The American Telemedicine Association believes the proposed rule would have the unintended consequence of alienating mental health patients.
In its comment letter, the group explained that “patients with mental health conditions have historically been reticent to seek treatment due to stigma both from health care providers and from their friends, family, and communities,” and that implementing an in-person requirement would only serve to “decrease the likelihood that [a] patient will follow through on care.”
Katherine McGuire, chief advocacy officer of the American Psychological Association, said ambiguous language in the proposed rule could create roadblocks for licensed psychologists. Licensed psychologists accounted for 31% of telehealth visits in 2021.
“Without further clarification, the American Psychological Association is concerned that the broad description of [an] evaluation as ‘medical’ could be conflated with the term ‘physician’ and exclude those with doctoral-level psychology degrees with additional training in psychopharmacology,” McGuire said in an email.
“If this becomes the case, prescribing psychologists would always be in the position of referring patients—even those with whom they have a previously established relationship—to another DEA-registered practitioner, even though patients are connected to psychologists in a variety of ways that may not be through a physician or other medical professional,” she said.
Issues With Online Prescribing
The proposed reintroduction of telemedicine restrictions follows a number of high-profile incidents involving online telemedicine services. In 2022, San Francisco-based behavioral health company Cerebral made headlines after a lawsuit from a former executive asserted the company had fired him after he complained about unethical practices, including alleged plans to prescribe stimulants to 100% of ADHD patients as part of a retention strategy.
In the recent public comment period, some health-care providers have voiced concerns.
Mathew Dietz, director of virtual care, filing on behalf of Marek Hirsch, chief of emergency psychiatry at Baptist Behavioral Health, said “the PHE’s suspension of rules in place by the Ryan Haight Act created the opportunity for the emergence of Virtual Pill Mills” and that “exclusively online telehealth companies have massively expanded the number of prescriptions for benzodiazepines and stimulants under the guise of ‘patient care.’”

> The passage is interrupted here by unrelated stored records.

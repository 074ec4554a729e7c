//! Track model: raw catalog results and the immutable `TrackRef` built from them.

use serde::{Deserialize, Serialize};

use crate::error::PlaybackError;

/// Artwork size used for track cards and the now-playing bar.
pub const CARD_ART_SIZE: u32 = 300;

/// One object from the catalog's `results` array.  Every field is optional;
/// the catalog omits whatever does not apply to the entry's wrapper type.
#[derive(Debug, Clone, Default, PartialEq, Serialize, Deserialize)]
#[serde(rename_all = "camelCase")]
pub struct CatalogItem {
    pub wrapper_type: Option<String>,
    pub track_id: Option<u64>,
    pub track_name: Option<String>,
    pub artist_name: Option<String>,
    #[serde(rename = "artworkUrl100")]
    pub artwork_url_100: Option<String>,
    pub preview_url: Option<String>,
    pub track_time_millis: Option<u64>,
    pub track_price: Option<f64>,
    pub collection_id: Option<u64>,
    pub collection_name: Option<String>,
    pub collection_type: Option<String>,
    pub primary_genre_name: Option<String>,
}

impl CatalogItem {
    /// True for album-like entries returned by an artist lookup.
    pub fn is_collection(&self) -> bool {
        self.wrapper_type.as_deref() == Some("collection")
            || self.collection_type.as_deref() == Some("Album")
    }

    /// Artwork URL resized to `size`x`size`, or empty when the item has none.
    pub fn artwork(&self, size: u32) -> String {
        self.artwork_url_100
            .as_deref()
            .map(|url| artwork_at(url, size))
            .unwrap_or_default()
    }
}

/// Rewrite the catalog's 100x100 artwork URL to another square size.
pub fn artwork_at(url: &str, size: u32) -> String {
    url.replace("100x100", &format!("{size}x{size}"))
}

/// The unit that is listed, played and stored in the history.
///
/// Built once from a catalog result and never mutated afterwards; fields are
/// only reachable through accessors.
#[derive(Debug, Clone, PartialEq, Eq, Serialize, Deserialize)]
pub struct TrackRef {
    id: String,
    title: String,
    artist: String,
    #[serde(default)]
    art: String,
    #[serde(
        default,
        skip_serializing_if = "Option::is_none",
        deserialize_with = "non_blank"
    )]
    preview: Option<String>,
}

/// Blank preview URLs read back as absent, same as in `TrackRef::new`.
fn non_blank<'de, D>(deserializer: D) -> Result<Option<String>, D::Error>
where
    D: serde::Deserializer<'de>,
{
    let value: Option<String> = Option::deserialize(deserializer)?;
    Ok(value.filter(|p| !p.trim().is_empty()))
}

impl TrackRef {
    pub fn new(
        id: impl Into<String>,
        title: impl Into<String>,
        artist: impl Into<String>,
        art: impl Into<String>,
        preview: Option<String>,
    ) -> Self {
        Self {
            id: id.into(),
            title: title.into(),
            artist: artist.into(),
            art: art.into(),
            preview: preview.filter(|p| !p.trim().is_empty()),
        }
    }

    /// Build from a catalog result.  Entries without a `trackId` (albums,
    /// artists) are not tracks and yield `None`.
    pub fn from_catalog(item: &CatalogItem) -> Option<Self> {
        let id = item.track_id?;
        Some(Self::new(
            id.to_string(),
            item.track_name.clone().unwrap_or_default(),
            item.artist_name.clone().unwrap_or_default(),
            item.artwork(CARD_ART_SIZE),
            item.preview_url.clone(),
        ))
    }

    pub fn id(&self) -> &str {
        &self.id
    }

    pub fn title(&self) -> &str {
        &self.title
    }

    pub fn artist(&self) -> &str {
        &self.artist
    }

    pub fn art(&self) -> &str {
        &self.art
    }

    pub fn preview(&self) -> Option<&str> {
        self.preview.as_deref()
    }

    pub fn is_playable(&self) -> bool {
        self.preview.is_some()
    }

    /// The preview URL, or `NotPlayable` when the catalog gave none.
    pub fn playable_url(&self) -> Result<&str, PlaybackError> {
        self.preview
            .as_deref()
            .ok_or_else(|| PlaybackError::NotPlayable(self.id.clone()))
    }

    /// "Artist – Title" for single-line displays.
    pub fn display(&self) -> String {
        if self.artist.is_empty() {
            self.title.clone()
        } else {
            format!("{} \u{2013} {}", self.artist, self.title)
        }
    }
}

/// A track as listed in a result pane: the playable reference plus the
/// catalog extras shown on the card.
#[derive(Debug, Clone, PartialEq)]
pub struct TrackCard {
    pub track: TrackRef,
    pub duration_ms: Option<u64>,
    pub price: Option<f64>,
    pub genre: Option<String>,
}

impl TrackCard {
    pub fn from_catalog(item: &CatalogItem) -> Option<Self> {
        Some(Self {
            track: TrackRef::from_catalog(item)?,
            duration_ms: item.track_time_millis,
            price: item.track_price,
            genre: item.primary_genre_name.clone(),
        })
    }
}

#[cfg(test)]
mod tests {
    use super::*;

    fn item() -> CatalogItem {
        serde_json::from_value(serde_json::json!({
            "wrapperType": "track",
            "trackId": 1440833098,
            "trackName": "Kesariya",
            "artistName": "Pritam",
            "artworkUrl100": "https://is1.mzstatic.com/image/thumb/x/100x100bb.jpg",
            "previewUrl": "https://audio.example/preview.m4a",
            "trackTimeMillis": 268000,
            "trackPrice": 1.29,
            "primaryGenreName": "Bollywood",
            "somethingElse": true
        }))
        .unwrap()
    }

    #[test]
    fn test_catalog_item_decodes_known_fields() {
        let it = item();
        assert_eq!(it.track_id, Some(1440833098));
        assert_eq!(it.track_time_millis, Some(268000));
        assert!(!it.is_collection());
    }

    #[test]
    fn test_track_ref_from_catalog() {
        let t = TrackRef::from_catalog(&item()).unwrap();
        assert_eq!(t.id(), "1440833098");
        assert_eq!(t.title(), "Kesariya");
        assert_eq!(t.art(), "https://is1.mzstatic.com/image/thumb/x/300x300bb.jpg");
        assert!(t.is_playable());
        assert_eq!(t.display(), "Pritam \u{2013} Kesariya");
    }

    #[test]
    fn test_missing_track_id_is_not_a_track() {
        let mut it = item();
        it.track_id = None;
        assert!(TrackRef::from_catalog(&it).is_none());
    }

    #[test]
    fn test_blank_preview_is_not_playable() {
        let t = TrackRef::new("1", "t", "a", "", Some("  ".into()));
        assert!(!t.is_playable());
        assert!(matches!(t.playable_url(), Err(PlaybackError::NotPlayable(id)) if id == "1"));
    }

    #[test]
    fn test_stored_blank_preview_is_not_playable() {
        let t: TrackRef = serde_json::from_str(
            r#"{"id":"7","title":"t","artist":"a","art":"","preview":" "}"#,
        )
        .unwrap();
        assert!(!t.is_playable());
        assert_eq!(t, TrackRef::new("7", "t", "a", "", None));

        let t: TrackRef =
            serde_json::from_str(r#"{"id":"8","title":"t","artist":"a","preview":null}"#).unwrap();
        assert_eq!(t.preview(), None);
    }

    #[test]
    fn test_collection_detection() {
        let album = CatalogItem {
            wrapper_type: Some("collection".into()),
            ..Default::default()
        };
        let typed = CatalogItem {
            collection_type: Some("Album".into()),
            ..Default::default()
        };
        assert!(album.is_collection());
        assert!(typed.is_collection());
        assert!(!CatalogItem::default().is_collection());
    }
}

But the idea that online telemedicine services have resulted in dangers for patients has been challenged by some of telehealth’s biggest players. Groups like the American Psychological Association, the American Telemedicine Association, and the Association of American Medical Colleges have asked the DEA to walk back telehealth restrictions stemming from fears of widespread abuses.
Striking the Right Balance
In a public letter to the DEA, the Association of American Medical Colleges said that although it recognizes the DEA’s responsibility to safeguard the public from inappropriate and excessive prescribing, it does not believe the proposed rules strike the right balance between this objective and the acute need for patients to access effective care.
Implementing in-person requirements for telehealth would affect a vast number of mental health patients who live in areas without adequate access to behavioral health-care providers, the group said.
“Requirements for in-person visits to receive controlled substances will particularly have an impact on individuals who reside in rural areas, those with transportation barriers, and those suffering from mental health and addiction issues,” the letter said.
Kyle Zebley, senior vice president of public policy at the American Telemedicine Association, is cautiously optimistic the DEA may change course and adjust its proposal before the PHE ends.
Zebley said in an interview he hopes “the DEA will reassess and alter the rules in a way that we believe would improve the rules such as removing the in-person requirement or at least offering up some more flexibilities in this case.”